- **PROVIDED RECORDS**
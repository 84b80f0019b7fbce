// SPDX-License-Identifier: GPL-3.0-only
use reqwest::StatusCode;
use thiserror::Error;

use crate::store::StoreError;

#[derive(Debug, Error)]
pub enum SyncError {
    #[error("network error: {0}")]
    Network(#[from] reqwest::Error),

    #[error("remote store returned {status}: {body}")]
    Status { status: StatusCode, body: String },

    #[error("invalid remote payload: {0}")]
    Decode(String),

    #[error("invalid request: {0}")]
    Request(String),

    #[error("invalid profile id: {0:?}")]
    InvalidProfile(String),

    #[error("no active profile")]
    NoActiveProfile,

    #[error(transparent)]
    Store(#[from] StoreError),
}

impl SyncError {
    /// Failures that a later attempt may get past without any local change
    pub fn is_transient(&self) -> bool {
        match self {
            SyncError::Network(_) => true,
            SyncError::Status { status, .. } => {
                status.is_server_error() || *status == StatusCode::TOO_MANY_REQUESTS
            }
            _ => false,
        }
    }
}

- **WHAT THE TASK REQUIRES**
Repeat the data word for word. Leave nothing out.

- **ANSWER TO THE EXERCISE**
repository 84b80f0019b7fbce
// SPDX-License-Identifier: GPL-3.0-only
use reqwest::StatusCode;
use thiserror::Error;

use crate::store::StoreError;

#[derive(Debug, Error)]
pub enum SyncError {
    #[error("network error: {0}")]
    Network(#[from] reqwest::Error),

    #[error("remote store returned {status}: {body}")]
    Status { status: StatusCode, body: String },

    #[error("invalid remote payload: {0}")]
    Decode(String),

    #[error("invalid request: {0}")]
    Request(String),

    #[error("invalid profile id: {0:?}")]
    InvalidProfile(String),

    #[error("no active profile")]
    NoActiveProfile,

    #[error(transparent)]
    Store(#[from] StoreError),
}

impl SyncError {
    /// Failures that a later attempt may get past without any local change
    pub fn is_transient(&self) -> bool {
        match self {
            SyncError::Network(_) => true,
            SyncError::Status { status, .. } => {
                status.is_server_error() || *status == StatusCode::TOO_MANY_REQUESTS
            }
            _ => false,
        }
    }
}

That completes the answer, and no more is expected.